Creamy Corn Salad Recipe

This summer corn salad recipe is sweet, creamy, and spicy all at once. Perfect for your summer BBQs!

This creamy corn salad recipe is adapted from one I observed Kevin Bevington, BBQ champ extraordinaire, making at a BBQ class. I didn’t write anything down and so I had to recreate it from memory. Memory and my own twists. I use fresh jalapenos instead of jarred, added cilantro, and way less butter and cream cheese. The result was a perfect side dish for BBQs or potlucks.

Scroll down to read more about how it all comes together or click here to jump straight down to the recipe.

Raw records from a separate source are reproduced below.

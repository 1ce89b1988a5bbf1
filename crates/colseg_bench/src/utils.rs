//! Benchmark utilities.

use colseg_core::{DataType, Value};

/// Deterministic values with `cardinality` distinct entries.
pub fn generate_values(data_type: DataType, count: u32, cardinality: u32) -> Vec<Value> {
    (0..count)
        .map(|i| {
            let v = i.wrapping_mul(2_654_435_761) % cardinality.max(1);
            match data_type {
                DataType::Int => Value::Int(v as i32),
                DataType::Long => Value::Long(i64::from(v) * 1_000),
                DataType::Float => Value::Float(v as f32 / 2.0),
                DataType::Double => Value::Double(f64::from(v) / 2.0),
                DataType::String => Value::String(format!("value-{v:06}")),
            }
        })
        .collect()
}

/// Surrogate ids of `count` documents over `cardinality` entries.
pub fn generate_ids(count: u32, cardinality: u32) -> Vec<u32> {
    (0..count)
        .map(|i| i.wrapping_mul(2_654_435_761) % cardinality.max(1))
        .collect()
}
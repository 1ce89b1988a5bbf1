//! Legacy to consolidated layout conversion.
//!
//! Every index payload is copied verbatim; only its frame (version byte and
//! checksum) and its location change. Document order, cardinalities and
//! surrogate ids are therefore preserved exactly.

use crate::directory::SegmentReader;
use crate::error::{CoreError, CoreResult};
use crate::loader::CancellationToken;
use crate::staging::StagingArea;
use colseg_codec::FormatVersion;
use serde::Serialize;

/// Summary of one conversion.
#[derive(Debug, Clone, PartialEq, Eq, Serialize)]
pub struct ConversionReport {
    /// Layout converted from.
    pub source_version: FormatVersion,
    /// Layout converted to.
    pub target_version: FormatVersion,
    /// Number of index blobs copied.
    pub indexes: usize,
    /// Payload bytes copied.
    pub payload_bytes: u64,
}

/// Copies every index of `source` into an empty staging area.
///
/// Each column is loaded and validated before its payloads are copied, so a
/// corrupt source fails the conversion instead of being carried over.
///
/// # Errors
///
/// Returns `InvalidOperation` unless converting a legacy segment into a
/// `v3` staging area, `Cancelled` if `cancel` fires, and load or write
/// errors otherwise.
pub fn convert_into(
    source: &SegmentReader,
    staging: &mut StagingArea,
    cancel: &CancellationToken,
) -> CoreResult<ConversionReport> {
    let source_version = source.version();
    let target_version = staging.version();
    if source_version.is_consolidated() || !target_version.is_consolidated() {
        return Err(CoreError::invalid_operation(format!(
            "cannot convert {source_version} to {target_version}; only legacy to {} is supported",
            FormatVersion::V3
        )));
    }

    let mut report = ConversionReport {
        source_version,
        target_version,
        indexes: 0,
        payload_bytes: 0,
    };

    for column in &source.metadata().columns {
        cancel.check()?;
        let container = source.column(&column.name)?;
        for kind in container.kinds() {
            let payload = container
                .payload(kind)
                .ok_or_else(|| CoreError::corrupt_index(&column.name, kind, "index not loaded"))?;
            staging.write_index(&column.name, kind, payload)?;
            report.indexes += 1;
            report.payload_bytes += payload.len() as u64;
        }
    }

    tracing::debug!(
        segment = %source.metadata().name,
        from = %source_version,
        to = %target_version,
        indexes = report.indexes,
        "copied index payloads"
    );
    Ok(report)
}
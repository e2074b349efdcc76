//! Liveness watchdog and restart timer
//!
//! Two small timer sources that feed the control thread. The watchdog
//! ticks at 1 Hz for the whole life of the receiver; the control thread
//! decides on each tick whether the stream has stalled. The restart timer
//! is single-shot and carries a generation number so that a user `stop`
//! during the delay invalidates it.

use crate::pipeline::Command;
use std::thread;
use std::time::Duration;
use tokio::sync::mpsc::UnboundedSender;

/// Watchdog poll interval.
pub const POLL_INTERVAL: Duration = Duration::from_secs(1);

/// Delay before a faulted pipeline is restarted.
pub const RESTART_DELAY: Duration = Duration::from_millis(1389);

/// Spawn the 1 Hz tick thread. It exits once the control thread is gone.
pub fn spawn_watchdog(commands: UnboundedSender<Command>) {
    thread::Builder::new()
        .name("videorx-watchdog".into())
        .spawn(move || loop {
            thread::sleep(POLL_INTERVAL);
            if commands.send(Command::WatchdogTick).is_err() {
                break;
            }
        })
        .expect("failed to spawn watchdog thread");
}

/// Arm the single-shot restart timer for the given fault generation.
pub fn schedule_restart(commands: UnboundedSender<Command>, generation: u64) {
    thread::Builder::new()
        .name("videorx-restart".into())
        .spawn(move || {
            thread::sleep(RESTART_DELAY);
            let _ = commands.send(Command::RestartTimeout { generation });
        })
        .expect("failed to spawn restart timer thread");
}
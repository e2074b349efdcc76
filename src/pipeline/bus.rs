//! Bus dispatch
//!
//! A synchronous bus handler turns pipeline messages into control-thread
//! commands. The pipeline runs with `message-forward=true`, so an EOS
//! produced inside a child bin (a draining branch) arrives wrapped in a
//! `GstBinForwarded` element message and is treated exactly like top-level
//! EOS. While `stop()` drains the pipeline itself, the handler is gated
//! off and the control thread pops the bus directly.

use crate::pipeline::Command;
use gstreamer as gst;
use gstreamer::prelude::*;
use log::{debug, error};
use std::sync::atomic::{AtomicBool, Ordering};
use std::sync::Arc;
use tokio::sync::mpsc::UnboundedSender;

/// Install the sync handler. The returned flag gates dispatch: clearing it
/// silences the handler without racing message delivery, mirroring how the
/// drain path takes over the bus.
pub fn install_sync_handler(
    bus: &gst::Bus,
    commands: UnboundedSender<Command>,
) -> Arc<AtomicBool> {
    let enabled = Arc::new(AtomicBool::new(true));

    let gate = Arc::clone(&enabled);
    bus.set_sync_handler(move |_bus, message| {
        if gate.load(Ordering::Relaxed) {
            dispatch(message, &commands);
        }
        gst::BusSyncReply::Pass
    });

    enabled
}

fn dispatch(message: &gst::MessageRef, commands: &UnboundedSender<Command>) {
    use gst::MessageView;

    match message.view() {
        MessageView::Error(err) => {
            error!(
                "pipeline error from {:?}: {} ({:?})",
                err.src().map(|s| s.path_string()),
                err.error(),
                err.debug()
            );
            let _ = commands.send(Command::BusError {
                message: err.error().to_string(),
            });
        }
        MessageView::Eos(..) => {
            let _ = commands.send(Command::BusEos);
        }
        MessageView::Element(element) => {
            if let Some(forwarded) = forwarded_message(message) {
                if let MessageView::Eos(..) = forwarded.view() {
                    debug!(
                        "forwarded EOS from {:?}",
                        element.src().map(|s| s.path_string())
                    );
                    let _ = commands.send(Command::BusEos);
                }
            }
        }
        MessageView::StateChanged(change) => {
            debug!(
                "state changed on {:?}: {:?} -> {:?}",
                message.src().map(|s| s.path_string()),
                change.old(),
                change.current()
            );
        }
        _ => {}
    }
}

/// Unwrap the inner message of a `GstBinForwarded` element message.
pub fn forwarded_message(message: &gst::MessageRef) -> Option<gst::Message> {
    let s = message.structure()?;
    if s.name() != "GstBinForwarded" {
        return None;
    }
    s.get::<gst::Message>("message").ok()
}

Should I Use Fresh Or Frozen Corn?

The recipe calls for defrosted frozen corn but if you have lots of cobs, grill them and then cut the kernels off. Such a great way to show off the great flavor of fresh corn.

You can also use fresh corn that has been microwaved.

How To Make Creamy Corn Salad

If you have fresh corn on the cob, cook it first and then cut the corn kernels off the cob. In a medium casserole dish, combine the corn, bell pepper, onion, jalapeño, fresh cilantro, salt, and pepper.

Squeeze the cream cheese and butter into a microwave-safe dish. Microwave on high for 20 seconds and stir. Repeat the process until the butter is melted and the cream cheese has softened. You want to be able to stir them together to be smooth and fully combined.

Pour the hot creamy sauce over the corn mixture and stir until everything is coated. At this point you can go ahead and serve at room temperature or cover and bake for 25-30 minutes at 350°F, until heated through.

Serving Summer Corn Salad

I usually serve this salad warm because the sauce is made of cream cheese and butter. If it’s cold, the butter coagulates a bit. 

Room temperature works too, but if you really want it fridge cold, skip the butter and use half cream cheese and half mayonnaise instead so that it has a better consistency when cold.

Can I Make Corn Salad In Advance?

Yes! It’s one of the many great reasons this is such a great side dish for summer parties. This recipe can be made ahead and then put in the refrigerator before baking but it will then take a little bit longer to heat through. 

If you leave it in your fridge and forget about it until after the steaks or grilled chicken is ready, no worries. You can heat it in the microwave! Two minutes on high then stir. Repeat until heated through.

More Delicious Corn Recipes

I’m seriously obsessed with corn in the summer, so I like to work my way through all my favorite recipes with corn when it’s available fresh. 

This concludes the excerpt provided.